Mrs. Herring has made many appearances on television. In 1999, she featured as herself in the comic documentary “Five wives, three secretaries and me” In the 1970s, she appeared on the German TV news program V.I.P.-Schaukel. Mrs. Herring has also made an appearance on CNN with Ali Velshi several times to talk about American efforts in Afghanistan.
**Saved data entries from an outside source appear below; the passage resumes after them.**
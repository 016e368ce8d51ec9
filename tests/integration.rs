use chrono::{DateTime, Duration, FixedOffset, TimeZone, Utc};
use proptest::prelude::*;
use qtty::Seconds;
use suntimes::{
    BlockName, CivilDateTime, Clock, FixedClock, JulianDate, ScanConfig, SunTimeResult, SunTimes,
    SunTimesError, SunTimesOptions, TwilightBand, TT,
};

fn brooklyn() -> SunTimes {
    let options = SunTimesOptions::new(40.6676, -73.9851)
        .date(Utc.with_ymd_and_hms(1982, 5, 3, 0, 0, 0).unwrap())
        .timezone("America/New_York");
    SunTimes::new(options).expect("valid options")
}

fn local(s: &str) -> DateTime<FixedOffset> {
    DateTime::parse_from_rfc3339(s).expect("rfc3339")
}

/// Assert that both ends of `block` are within `tolerance` seconds of the
/// given local wall-clock times on 1982-05-02 (EDT).
fn assert_block_near(block: &SunTimeResult, from: &str, to: &str, tolerance: i64) {
    let expect = |hms: &str| local(&format!("1982-05-02T{hms}-04:00"));
    let from_err = (local(&block.from) - expect(from)).num_seconds().abs();
    let to_err = (local(&block.to) - expect(to)).num_seconds().abs();
    assert!(
        from_err <= tolerance && to_err <= tolerance,
        "{block:?} vs {from}..{to}"
    );
}

#[test]
fn brooklyn_1982_twilight_sequence() {
    let times = brooklyn();
    let names: Vec<String> = times
        .time_blocks()
        .iter()
        .map(|b| b.name.to_string())
        .collect();
    assert_eq!(
        names,
        [
            "from_midnight_morning",
            "astronomical_morning",
            "nautical_morning",
            "civil_morning",
            "sun_morning",
            "goldenhour_morning",
            "day",
            "goldenhour_evening",
            "sun_evening",
            "civil_evening",
            "nautical_evening",
            "astronomical_evening",
            "to_midnight_evening",
        ]
    );
    assert_eq!(times.total_seconds(), 86_400);
}

#[test]
fn brooklyn_1982_matches_reference_times() {
    let times = brooklyn();
    let tol = 10;

    assert_block_near(&times.astronomical_dawn().unwrap(), "04:08:28", "04:47:44", tol);
    assert_block_near(&times.nautical_dawn().unwrap(), "04:47:44", "05:24:00", tol);
    assert_block_near(&times.civil_dawn().unwrap(), "05:24:00", "05:35:39", tol);
    assert_block_near(&times.sunrise().unwrap(), "05:35:39", "05:59:00", tol);
    assert_block_near(&times.golden_hour_am().unwrap(), "05:59:00", "06:31:38", tol);
    assert_block_near(&times.day().unwrap(), "06:31:38", "19:14:47", tol);
    assert_block_near(&times.golden_hour_pm().unwrap(), "19:14:47", "19:47:31", tol);
    assert_block_near(&times.sunset().unwrap(), "19:47:31", "20:10:56", tol);
    assert_block_near(&times.civil_dusk().unwrap(), "20:10:56", "20:22:38", tol);
    assert_block_near(&times.nautical_dusk().unwrap(), "20:22:38", "20:59:05", tol);
    assert_block_near(&times.astronomical_dusk().unwrap(), "20:59:05", "21:38:36", tol);

    let sunrise = times.sunrise().unwrap().seconds;
    let sunset = times.sunset().unwrap().seconds;
    let dusk = times.astronomical_dusk().unwrap().seconds;
    assert!((sunrise - 1401).abs() <= tol, "{sunrise}");
    assert!((sunset - 1405).abs() <= tol, "{sunset}");
    assert!((dusk - 2371).abs() <= tol, "{dusk}");
}

#[test]
fn brooklyn_1982_edges_are_local_midnight() {
    let times = brooklyn();
    let first = times.midnight_to_astronomical_dawn().unwrap();
    let last = times.astronomical_dusk_to_midnight().unwrap();
    assert_eq!(first.from, "1982-05-02T00:00:00-04:00");
    assert_eq!(last.to, "1982-05-03T00:00:00-04:00");
    assert_eq!(
        times.window().start,
        Utc.with_ymd_and_hms(1982, 5, 2, 4, 0, 0).unwrap()
    );
}

#[test]
fn brooklyn_1982_solar_noon() {
    let times = brooklyn();
    let noon = times.solar_noon().expect("the sun transits");
    assert!(noon.ends_with("-04:00"), "{noon}");
    let error = (local(&noon) - local("1982-05-02T12:52:48-04:00"))
        .num_seconds()
        .abs();
    assert!(error <= 10, "{noon}");
}

#[test]
fn fractional_step_keeps_whole_day_total() {
    let options = SunTimesOptions::new(40.6676, -73.9851)
        .date(Utc.with_ymd_and_hms(1982, 5, 3, 0, 0, 0).unwrap())
        .timezone("America/New_York")
        .scan(ScanConfig::default().with_step(Seconds::new(0.7)));
    let times = SunTimes::new(options).unwrap();
    assert_eq!(times.time_blocks().len(), 13);
    assert_eq!(times.total_seconds(), 86_400);
    assert!(times.sunrise().is_some());
    assert!(times.sunset().is_some());
}

#[test]
fn solar_noon_falls_on_the_local_date_far_from_the_meridian() {
    // Kiritimati keeps UTC+14 at 157°W, ten hours ahead of its solar time.
    let options = SunTimesOptions::new(1.87, -157.4)
        .date(Utc.with_ymd_and_hms(2024, 6, 21, 0, 0, 0).unwrap())
        .timezone("Pacific/Kiritimati")
        .scan(ScanConfig::default().with_step(Seconds::new(60.0)));
    let times = SunTimes::new(options).unwrap();
    assert_eq!(
        times.window().start,
        Utc.with_ymd_and_hms(2024, 6, 20, 10, 0, 0).unwrap()
    );
    let noon = times.solar_noon_utc().expect("the sun transits");
    assert!(times.window().contains(noon), "{noon}");
    let local = times.solar_noon().unwrap();
    assert!(local.starts_with("2024-06-21T12:3"), "{local}");
    assert_eq!(times.block_at(noon).map(|b| b.name), Some(BlockName::Day));
}

#[test]
fn blocks_tile_the_window() {
    let times = brooklyn();
    let blocks = times.time_blocks();
    assert_eq!(blocks.first().unwrap().interval.start, times.window().start);
    assert_eq!(blocks.last().unwrap().interval.end, times.window().end);
    for pair in blocks.windows(2) {
        assert_eq!(pair[0].interval.end, pair[1].interval.start);
        assert_ne!(pair[0].band, pair[1].band);
    }
}

#[test]
fn identical_inputs_give_identical_blocks() {
    assert_eq!(brooklyn().time_blocks(), brooklyn().time_blocks());
}

fn svalbard(date: DateTime<Utc>) -> SunTimes {
    let clock = FixedClock::new(date);
    let options = SunTimesOptions::new(78.22, 15.65)
        .scan(ScanConfig::default().with_step(Seconds::new(10.0)));
    SunTimes::with_clock(options, &clock).unwrap()
}

#[test]
fn midnight_sun_has_no_sunrise() {
    let times = svalbard(Utc.with_ymd_and_hms(2021, 6, 21, 12, 0, 0).unwrap());
    assert_eq!(times.time_blocks().len(), 1);
    assert_eq!(times.time_blocks()[0].name, BlockName::Day);
    assert_eq!(times.day().unwrap().seconds, 86_400);
    assert_eq!(times.day().unwrap().from, "2021-06-21T00:00:00Z");
    assert!(times.sunrise().is_none());
    assert!(times.sunset().is_none());
    assert!(times.midnight_to_astronomical_dawn().is_none());
    assert!(times.solar_noon().is_some());
}

#[test]
fn polar_night_never_gets_brighter_than_nautical() {
    let times = svalbard(Utc.with_ymd_and_hms(2021, 12, 21, 12, 0, 0).unwrap());
    let bands: Vec<TwilightBand> = times.bands().iter().map(|i| i.band).collect();
    assert_eq!(
        bands,
        [
            TwilightBand::Night,
            TwilightBand::Astronomical,
            TwilightBand::Nautical,
            TwilightBand::Astronomical,
            TwilightBand::Night,
        ]
    );
    assert!(times.midnight_to_astronomical_dawn().is_some());
    assert!(times.nautical_dawn().is_some());
    assert!(times.civil_dawn().is_none());
    assert!(times.sunrise().is_none());
    assert!(times.day().is_none());
    assert!(times.astronomical_dusk_to_midnight().is_some());
    assert_eq!(times.total_seconds(), 86_400);
}

#[test]
fn unknown_timezone_is_an_error() {
    let options = SunTimesOptions::new(0.0, 0.0).timezone("Not/AZone");
    assert_eq!(
        SunTimes::new(options).map(|_| ()),
        Err(SunTimesError::UnknownTimeZone("Not/AZone".into()))
    );
}

#[test]
fn default_date_comes_from_the_clock() {
    let clock = FixedClock::new(Utc.with_ymd_and_hms(2010, 3, 20, 18, 0, 0).unwrap());
    let options = SunTimesOptions::new(0.0, 0.0)
        .scan(ScanConfig::default().with_step(Seconds::new(60.0)));
    let a = SunTimes::with_clock(options.clone(), &clock).unwrap();
    let b = SunTimes::with_clock(options, &clock).unwrap();
    assert_eq!(a, b);
    assert_eq!(a.instant(), clock.now());
    assert_eq!(
        a.window().start,
        Utc.with_ymd_and_hms(2010, 3, 20, 0, 0, 0).unwrap()
    );
}

#[test]
fn utc_roundtrip_j2000_is_exact() {
    let datetime = DateTime::from_timestamp(946_728_000, 0).unwrap();
    let jd = JulianDate::from_utc(datetime);
    assert_eq!(jd.value(), 2_451_545.0);
    assert_eq!(jd.julian_centuries().value(), 0.0);
    assert_eq!(jd.to_utc(), Some(datetime));
}

#[test]
fn terrestrial_time_leads_civil_time() {
    let jd = JulianDate::new(2_445_091.5);
    let tt = jd.to::<TT>();
    let lead = (tt.value() - jd.value()) * 86_400.0;
    assert!((lead - 52.5).abs() < 0.5, "{lead}");
    assert!((tt.to::<suntimes::JD>().value() - jd.value()).abs() < 1e-9);
}

proptest! {
    #![proptest_config(ProptestConfig::with_cases(256))]

    #[test]
    fn civil_julian_roundtrip(
        year in 1i32..3000,
        month in 1u32..=12,
        day in 1u32..=28,
        hour in 0u32..24,
        minute in 0u32..60,
        second in 0u32..60,
        millisecond in 0u32..1000,
    ) {
        prop_assume!(!(year == 1582 && month == 10 && (5..=14).contains(&day)));
        let civil = CivilDateTime::new(year, month, day, hour, minute, second, millisecond).unwrap();
        let jd = civil.to_julian_day().unwrap();
        prop_assert_eq!(CivilDateTime::from_julian_day(jd), civil);
    }

    #[test]
    fn utc_julian_roundtrip_within_f64_resolution(secs in -2_000_000_000i64..4_000_000_000i64) {
        // One ulp of a Julian Day near 2.4e6 is about 40 µs.
        let datetime = DateTime::from_timestamp(secs, 0).unwrap();
        let back = JulianDate::from_utc(datetime).to_utc().unwrap();
        prop_assert!((back - datetime).num_microseconds().unwrap().abs() < 100);
    }
}

proptest! {
    #![proptest_config(ProptestConfig::with_cases(12))]

    #[test]
    fn any_day_sums_to_86400_seconds(
        lat in -89.0f64..89.0,
        lon in -180.0f64..180.0,
        days in 0i64..36_500,
    ) {
        let date = Utc.with_ymd_and_hms(1950, 1, 1, 0, 0, 0).unwrap() + Duration::days(days);
        let options = SunTimesOptions::new(lat, lon)
            .date(date)
            .scan(ScanConfig::default().with_step(Seconds::new(300.0)));
        let times = SunTimes::new(options).unwrap();
        prop_assert_eq!(times.total_seconds(), 86_400);
        prop_assert_eq!(times.time_blocks().first().unwrap().interval.start, times.window().start);
        prop_assert_eq!(times.time_blocks().last().unwrap().interval.end, times.window().end);
    }
}

#[cfg(feature = "serde")]
#[test]
fn serde_result_and_options() {
    let times = brooklyn();
    let sunrise = times.sunrise().unwrap();
    let json = serde_json::to_string(&sunrise).unwrap();
    assert!(json.contains("\"from\""));
    assert!(json.contains("\"seconds\""));
    let back: SunTimeResult = serde_json::from_str(&json).unwrap();
    assert_eq!(back, sunrise);

    let options = SunTimesOptions::new(40.6676, -73.9851).timezone("America/New_York");
    let json = serde_json::to_string(&options).unwrap();
    let back: SunTimesOptions = serde_json::from_str(&json).unwrap();
    assert_eq!(back, options);
}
As an author, her best-known work is Diplomacy and Diamonds: My Wars from the Ballroom to the Battlefield. In this memoir, she talks about her untold life story, the contrast between what it was like being dirt poor and filthy rich. When she was 21, Joanne was told that she would die, but she lived. Later on, doctors said to her that she couldn’t have any kids, but she did. In the book, Herring describes how she was born in a world where women had limited choices and rose to form the most significant alliance that brought an end to the Soviet invasion in Afghanistan and saved America from an economic catastrophe. From her parties with presidents, Anwar Sadat, Barbara Walters, Margaret Thatcher, to her waltz with Prince Philip at Buckingham Palace, to how she captivated great men with her feminine appeal and then convinced them to make unlikely formidable alliances. Mrs. Herring’s memoir seems somewhat like a movie, yet it is not.
Ms. Herring has lived an extraordinary life, one that has shaped the course of history. Perhaps the most outstanding role in her life was the one played by Julia Roberts in the 2007 Hollywood movie “Charlie Wilson’s war.” A few months after the Soviet Union invaded Afghanistan in 1979, Mrs. Herring sneaked into Afghanistan to record the crimes that the Russian soldiers were committing as they attacked Afghan villages using helicopter gunships. She almost became a victim of these attacks when she was caught in the crossfire while filming the Russian forces attack on the Mujahideen with Charles Fawcett, a movie producer and her son Robin King. The video they had filmed proved instrumental in convincing the U.S. government to secretly arm and bankroll the operations of the tribal soldiers resisting the Red Army. The most prominent covert war in history ended in a humiliating defeat for Russia and contributed to the fall of the Soviet Union. She received the Tamgha-e-Quaid-e-Azam (Jinnah Medal), for her efforts, which is one of the highest honors in Pakistan. Other honors and awards she has received during her lifetime include Freedom Foundation at Valley Forge (1960s), a knighthood from the King of Belgium (1970s), Dame in order of St. Francis (2011), and induction into the Texas Women’s Hall of Fame (2014).